--- TASK DETAILS ---
In the entries below, work out how many lines include "ViewerApp", and write only that number.

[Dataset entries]
▼▼▼

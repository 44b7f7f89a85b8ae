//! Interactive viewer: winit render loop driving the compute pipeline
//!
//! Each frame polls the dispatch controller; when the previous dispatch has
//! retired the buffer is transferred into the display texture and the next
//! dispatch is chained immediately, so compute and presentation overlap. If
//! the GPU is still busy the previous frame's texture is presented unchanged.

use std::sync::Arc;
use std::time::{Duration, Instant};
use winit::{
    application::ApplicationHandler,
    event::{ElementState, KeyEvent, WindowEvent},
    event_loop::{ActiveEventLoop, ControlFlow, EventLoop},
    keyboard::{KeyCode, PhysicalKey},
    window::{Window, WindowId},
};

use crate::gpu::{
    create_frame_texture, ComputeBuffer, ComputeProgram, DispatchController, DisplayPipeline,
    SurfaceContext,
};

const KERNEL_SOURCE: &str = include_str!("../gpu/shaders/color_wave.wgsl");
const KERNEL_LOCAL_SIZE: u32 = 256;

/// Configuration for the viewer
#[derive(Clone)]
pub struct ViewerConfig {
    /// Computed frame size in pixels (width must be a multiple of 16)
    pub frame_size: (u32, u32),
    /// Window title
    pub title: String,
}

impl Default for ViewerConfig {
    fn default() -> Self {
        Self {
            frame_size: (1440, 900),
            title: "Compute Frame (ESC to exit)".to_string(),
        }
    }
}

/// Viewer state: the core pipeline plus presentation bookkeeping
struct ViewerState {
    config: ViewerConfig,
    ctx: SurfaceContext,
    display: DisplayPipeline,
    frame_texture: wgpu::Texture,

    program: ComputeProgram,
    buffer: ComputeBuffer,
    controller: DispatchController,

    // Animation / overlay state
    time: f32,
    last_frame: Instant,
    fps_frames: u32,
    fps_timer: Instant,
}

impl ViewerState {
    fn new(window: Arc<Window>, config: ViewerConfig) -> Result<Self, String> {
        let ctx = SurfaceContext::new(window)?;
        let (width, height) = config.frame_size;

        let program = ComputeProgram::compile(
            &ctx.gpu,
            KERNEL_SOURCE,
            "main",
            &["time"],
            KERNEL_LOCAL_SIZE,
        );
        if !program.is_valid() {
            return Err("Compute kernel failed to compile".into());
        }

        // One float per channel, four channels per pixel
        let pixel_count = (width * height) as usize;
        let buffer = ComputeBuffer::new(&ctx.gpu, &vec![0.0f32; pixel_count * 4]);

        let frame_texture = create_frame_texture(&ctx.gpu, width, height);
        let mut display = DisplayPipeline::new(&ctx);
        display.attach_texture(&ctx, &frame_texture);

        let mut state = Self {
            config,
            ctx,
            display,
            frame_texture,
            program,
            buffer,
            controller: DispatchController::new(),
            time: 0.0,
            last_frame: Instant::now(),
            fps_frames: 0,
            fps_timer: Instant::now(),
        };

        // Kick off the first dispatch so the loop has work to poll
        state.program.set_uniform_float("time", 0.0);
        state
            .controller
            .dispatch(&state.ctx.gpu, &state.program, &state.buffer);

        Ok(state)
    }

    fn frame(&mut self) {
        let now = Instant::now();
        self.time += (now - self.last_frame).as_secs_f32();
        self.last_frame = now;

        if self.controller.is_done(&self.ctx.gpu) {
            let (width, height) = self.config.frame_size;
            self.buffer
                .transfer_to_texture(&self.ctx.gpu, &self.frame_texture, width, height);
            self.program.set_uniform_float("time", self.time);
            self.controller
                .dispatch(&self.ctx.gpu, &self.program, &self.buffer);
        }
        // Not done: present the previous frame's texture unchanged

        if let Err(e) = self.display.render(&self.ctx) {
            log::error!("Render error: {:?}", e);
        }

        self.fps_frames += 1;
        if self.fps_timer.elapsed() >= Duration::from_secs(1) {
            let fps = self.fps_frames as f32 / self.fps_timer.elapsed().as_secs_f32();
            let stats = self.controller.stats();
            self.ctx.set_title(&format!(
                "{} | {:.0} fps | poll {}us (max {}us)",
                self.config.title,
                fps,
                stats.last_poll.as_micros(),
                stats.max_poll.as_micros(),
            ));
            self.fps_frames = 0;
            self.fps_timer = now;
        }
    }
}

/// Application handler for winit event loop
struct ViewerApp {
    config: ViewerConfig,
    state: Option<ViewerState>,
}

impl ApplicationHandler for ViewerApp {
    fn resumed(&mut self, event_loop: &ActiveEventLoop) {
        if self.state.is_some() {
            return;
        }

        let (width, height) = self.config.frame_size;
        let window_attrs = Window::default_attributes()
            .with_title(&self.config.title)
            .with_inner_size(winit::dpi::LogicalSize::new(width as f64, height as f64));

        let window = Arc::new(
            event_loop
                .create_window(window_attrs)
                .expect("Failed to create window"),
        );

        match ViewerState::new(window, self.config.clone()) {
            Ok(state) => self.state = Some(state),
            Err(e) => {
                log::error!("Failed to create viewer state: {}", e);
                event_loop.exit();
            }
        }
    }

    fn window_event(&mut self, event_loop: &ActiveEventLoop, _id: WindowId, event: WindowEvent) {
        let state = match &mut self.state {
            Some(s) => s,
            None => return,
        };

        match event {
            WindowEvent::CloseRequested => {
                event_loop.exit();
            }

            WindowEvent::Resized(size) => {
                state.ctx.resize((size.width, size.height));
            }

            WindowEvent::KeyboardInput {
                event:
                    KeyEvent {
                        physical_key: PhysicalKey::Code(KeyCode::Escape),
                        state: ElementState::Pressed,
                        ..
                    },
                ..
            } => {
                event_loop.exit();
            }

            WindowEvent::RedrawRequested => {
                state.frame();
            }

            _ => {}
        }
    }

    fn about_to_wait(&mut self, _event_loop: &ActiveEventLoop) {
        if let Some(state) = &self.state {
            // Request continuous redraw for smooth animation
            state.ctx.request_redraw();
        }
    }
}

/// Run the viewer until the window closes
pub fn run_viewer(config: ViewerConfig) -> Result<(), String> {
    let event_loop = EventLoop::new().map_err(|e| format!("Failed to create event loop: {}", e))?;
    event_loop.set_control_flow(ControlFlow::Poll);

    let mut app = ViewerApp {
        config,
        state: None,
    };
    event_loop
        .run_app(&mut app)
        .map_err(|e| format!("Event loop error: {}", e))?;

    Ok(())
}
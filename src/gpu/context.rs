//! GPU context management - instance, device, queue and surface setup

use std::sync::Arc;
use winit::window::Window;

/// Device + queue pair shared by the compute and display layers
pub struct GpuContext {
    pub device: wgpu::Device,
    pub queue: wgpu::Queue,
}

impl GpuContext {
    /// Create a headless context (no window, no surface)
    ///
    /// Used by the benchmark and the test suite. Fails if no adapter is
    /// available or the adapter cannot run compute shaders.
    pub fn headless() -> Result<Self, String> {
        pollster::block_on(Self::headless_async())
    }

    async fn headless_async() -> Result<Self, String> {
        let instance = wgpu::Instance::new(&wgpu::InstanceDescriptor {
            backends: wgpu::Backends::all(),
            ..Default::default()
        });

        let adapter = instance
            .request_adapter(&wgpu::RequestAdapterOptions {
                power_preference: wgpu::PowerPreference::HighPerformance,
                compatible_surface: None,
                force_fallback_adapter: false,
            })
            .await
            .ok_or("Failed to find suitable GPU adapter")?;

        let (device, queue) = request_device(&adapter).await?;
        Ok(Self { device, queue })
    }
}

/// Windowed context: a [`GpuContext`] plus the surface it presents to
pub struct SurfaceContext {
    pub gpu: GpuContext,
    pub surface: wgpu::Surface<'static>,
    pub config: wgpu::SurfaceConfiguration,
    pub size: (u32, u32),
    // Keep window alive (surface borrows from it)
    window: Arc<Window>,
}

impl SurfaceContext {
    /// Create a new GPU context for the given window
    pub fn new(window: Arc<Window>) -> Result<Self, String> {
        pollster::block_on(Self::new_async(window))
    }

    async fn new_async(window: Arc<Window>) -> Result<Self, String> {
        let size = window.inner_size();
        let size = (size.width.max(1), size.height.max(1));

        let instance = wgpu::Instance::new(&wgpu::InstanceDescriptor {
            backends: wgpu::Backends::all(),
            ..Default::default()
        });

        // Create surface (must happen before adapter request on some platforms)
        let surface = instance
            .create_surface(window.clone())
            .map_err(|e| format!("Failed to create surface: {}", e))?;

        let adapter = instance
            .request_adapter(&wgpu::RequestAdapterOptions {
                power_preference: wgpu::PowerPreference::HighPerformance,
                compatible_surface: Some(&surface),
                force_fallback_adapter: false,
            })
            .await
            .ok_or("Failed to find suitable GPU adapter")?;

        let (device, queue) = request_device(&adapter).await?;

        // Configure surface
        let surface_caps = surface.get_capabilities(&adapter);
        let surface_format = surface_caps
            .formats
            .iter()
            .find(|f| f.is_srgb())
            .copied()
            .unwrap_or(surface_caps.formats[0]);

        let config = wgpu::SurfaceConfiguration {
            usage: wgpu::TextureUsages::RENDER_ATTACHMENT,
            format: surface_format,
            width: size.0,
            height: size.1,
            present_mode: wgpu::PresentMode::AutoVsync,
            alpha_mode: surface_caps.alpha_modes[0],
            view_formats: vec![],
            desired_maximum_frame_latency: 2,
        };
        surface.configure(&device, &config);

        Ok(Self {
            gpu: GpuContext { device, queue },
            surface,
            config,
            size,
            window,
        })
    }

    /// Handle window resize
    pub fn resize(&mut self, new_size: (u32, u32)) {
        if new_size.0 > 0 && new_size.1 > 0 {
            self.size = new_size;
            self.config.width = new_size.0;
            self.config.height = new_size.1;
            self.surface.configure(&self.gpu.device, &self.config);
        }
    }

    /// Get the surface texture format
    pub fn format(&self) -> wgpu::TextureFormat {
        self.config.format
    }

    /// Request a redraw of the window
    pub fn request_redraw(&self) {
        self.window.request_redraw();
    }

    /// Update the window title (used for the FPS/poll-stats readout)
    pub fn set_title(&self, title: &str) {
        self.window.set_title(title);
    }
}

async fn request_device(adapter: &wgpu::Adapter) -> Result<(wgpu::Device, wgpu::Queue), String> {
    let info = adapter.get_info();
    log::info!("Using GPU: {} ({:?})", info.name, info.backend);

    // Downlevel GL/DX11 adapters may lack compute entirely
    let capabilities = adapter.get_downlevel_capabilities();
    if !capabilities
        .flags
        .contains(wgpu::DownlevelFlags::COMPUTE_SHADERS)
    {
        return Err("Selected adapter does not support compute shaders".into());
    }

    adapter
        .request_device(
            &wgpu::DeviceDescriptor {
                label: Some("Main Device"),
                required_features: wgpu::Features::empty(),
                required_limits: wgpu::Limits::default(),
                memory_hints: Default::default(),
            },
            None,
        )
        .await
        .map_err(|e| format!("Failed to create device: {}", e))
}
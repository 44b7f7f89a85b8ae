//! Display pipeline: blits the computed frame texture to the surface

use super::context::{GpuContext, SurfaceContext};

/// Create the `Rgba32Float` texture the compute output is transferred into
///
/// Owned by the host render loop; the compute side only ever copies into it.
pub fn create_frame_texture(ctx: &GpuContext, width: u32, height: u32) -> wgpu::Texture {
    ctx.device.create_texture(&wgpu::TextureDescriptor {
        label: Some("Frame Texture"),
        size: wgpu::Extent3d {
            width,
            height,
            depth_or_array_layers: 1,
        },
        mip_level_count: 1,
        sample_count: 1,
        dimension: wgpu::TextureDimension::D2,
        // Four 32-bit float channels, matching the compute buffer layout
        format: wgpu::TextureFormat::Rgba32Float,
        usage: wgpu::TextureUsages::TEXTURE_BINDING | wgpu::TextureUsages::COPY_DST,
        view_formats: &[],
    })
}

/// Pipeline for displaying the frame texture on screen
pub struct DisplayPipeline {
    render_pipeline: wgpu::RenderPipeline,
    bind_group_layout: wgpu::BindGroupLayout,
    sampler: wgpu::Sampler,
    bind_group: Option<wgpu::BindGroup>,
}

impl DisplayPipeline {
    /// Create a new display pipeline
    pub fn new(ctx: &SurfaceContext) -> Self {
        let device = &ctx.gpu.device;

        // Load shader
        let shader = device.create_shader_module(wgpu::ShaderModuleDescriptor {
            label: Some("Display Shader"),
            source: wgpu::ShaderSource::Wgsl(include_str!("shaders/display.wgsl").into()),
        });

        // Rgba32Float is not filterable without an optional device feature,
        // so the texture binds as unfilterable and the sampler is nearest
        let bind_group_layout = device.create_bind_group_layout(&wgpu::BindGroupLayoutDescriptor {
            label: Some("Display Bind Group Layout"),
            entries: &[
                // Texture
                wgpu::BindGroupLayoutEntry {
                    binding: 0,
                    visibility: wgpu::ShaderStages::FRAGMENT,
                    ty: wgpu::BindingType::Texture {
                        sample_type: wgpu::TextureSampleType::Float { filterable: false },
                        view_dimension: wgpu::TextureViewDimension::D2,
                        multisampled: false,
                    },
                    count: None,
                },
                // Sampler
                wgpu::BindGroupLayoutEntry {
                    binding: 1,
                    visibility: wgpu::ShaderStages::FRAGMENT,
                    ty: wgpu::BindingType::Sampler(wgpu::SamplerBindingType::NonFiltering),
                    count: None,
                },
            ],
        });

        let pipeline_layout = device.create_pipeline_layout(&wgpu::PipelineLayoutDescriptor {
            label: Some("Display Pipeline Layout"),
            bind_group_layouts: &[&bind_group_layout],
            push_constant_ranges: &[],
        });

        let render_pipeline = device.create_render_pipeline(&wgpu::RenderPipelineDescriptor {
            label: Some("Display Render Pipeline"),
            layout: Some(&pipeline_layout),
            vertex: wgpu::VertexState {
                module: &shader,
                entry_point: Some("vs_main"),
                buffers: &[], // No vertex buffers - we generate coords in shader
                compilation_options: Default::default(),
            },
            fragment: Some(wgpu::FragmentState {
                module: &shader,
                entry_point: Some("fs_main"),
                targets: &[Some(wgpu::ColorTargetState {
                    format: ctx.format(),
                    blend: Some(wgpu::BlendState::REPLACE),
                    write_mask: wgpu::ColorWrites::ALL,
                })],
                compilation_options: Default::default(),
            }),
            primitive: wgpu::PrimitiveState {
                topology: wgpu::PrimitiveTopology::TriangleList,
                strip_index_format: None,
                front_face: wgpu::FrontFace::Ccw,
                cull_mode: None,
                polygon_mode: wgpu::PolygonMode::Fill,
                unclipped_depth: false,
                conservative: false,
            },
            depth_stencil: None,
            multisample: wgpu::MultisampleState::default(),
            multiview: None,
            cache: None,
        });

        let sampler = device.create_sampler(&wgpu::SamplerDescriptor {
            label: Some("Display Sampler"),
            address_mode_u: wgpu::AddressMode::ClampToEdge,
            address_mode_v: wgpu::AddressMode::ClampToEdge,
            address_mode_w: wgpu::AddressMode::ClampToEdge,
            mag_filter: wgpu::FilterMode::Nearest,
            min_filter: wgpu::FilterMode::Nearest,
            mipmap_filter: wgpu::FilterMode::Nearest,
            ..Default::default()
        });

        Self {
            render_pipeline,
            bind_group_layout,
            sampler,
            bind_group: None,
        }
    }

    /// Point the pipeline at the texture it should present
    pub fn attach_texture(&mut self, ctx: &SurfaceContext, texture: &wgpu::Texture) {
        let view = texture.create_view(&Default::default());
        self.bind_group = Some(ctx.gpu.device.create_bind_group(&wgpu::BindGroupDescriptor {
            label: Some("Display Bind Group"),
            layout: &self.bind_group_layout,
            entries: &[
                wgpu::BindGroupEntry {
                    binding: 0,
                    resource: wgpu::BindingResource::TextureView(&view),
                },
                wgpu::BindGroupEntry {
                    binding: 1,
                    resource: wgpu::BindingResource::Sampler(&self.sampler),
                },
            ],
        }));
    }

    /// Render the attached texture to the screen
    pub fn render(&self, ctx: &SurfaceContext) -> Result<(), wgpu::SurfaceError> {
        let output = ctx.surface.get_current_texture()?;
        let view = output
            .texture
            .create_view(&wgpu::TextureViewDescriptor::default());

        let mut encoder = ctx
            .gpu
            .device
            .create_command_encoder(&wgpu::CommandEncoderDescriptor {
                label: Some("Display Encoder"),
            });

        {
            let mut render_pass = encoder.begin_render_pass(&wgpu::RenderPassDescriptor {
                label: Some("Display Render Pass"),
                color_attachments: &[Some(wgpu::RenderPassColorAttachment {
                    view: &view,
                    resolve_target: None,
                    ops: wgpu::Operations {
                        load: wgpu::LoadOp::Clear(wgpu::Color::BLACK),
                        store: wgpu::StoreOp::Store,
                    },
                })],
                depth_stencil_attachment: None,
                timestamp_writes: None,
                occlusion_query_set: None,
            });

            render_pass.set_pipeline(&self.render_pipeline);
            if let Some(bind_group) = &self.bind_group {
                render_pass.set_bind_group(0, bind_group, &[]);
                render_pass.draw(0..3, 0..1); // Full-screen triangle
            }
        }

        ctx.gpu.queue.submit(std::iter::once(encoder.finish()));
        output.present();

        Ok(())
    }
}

▲▲▲

--- TASK ANSWER ---
3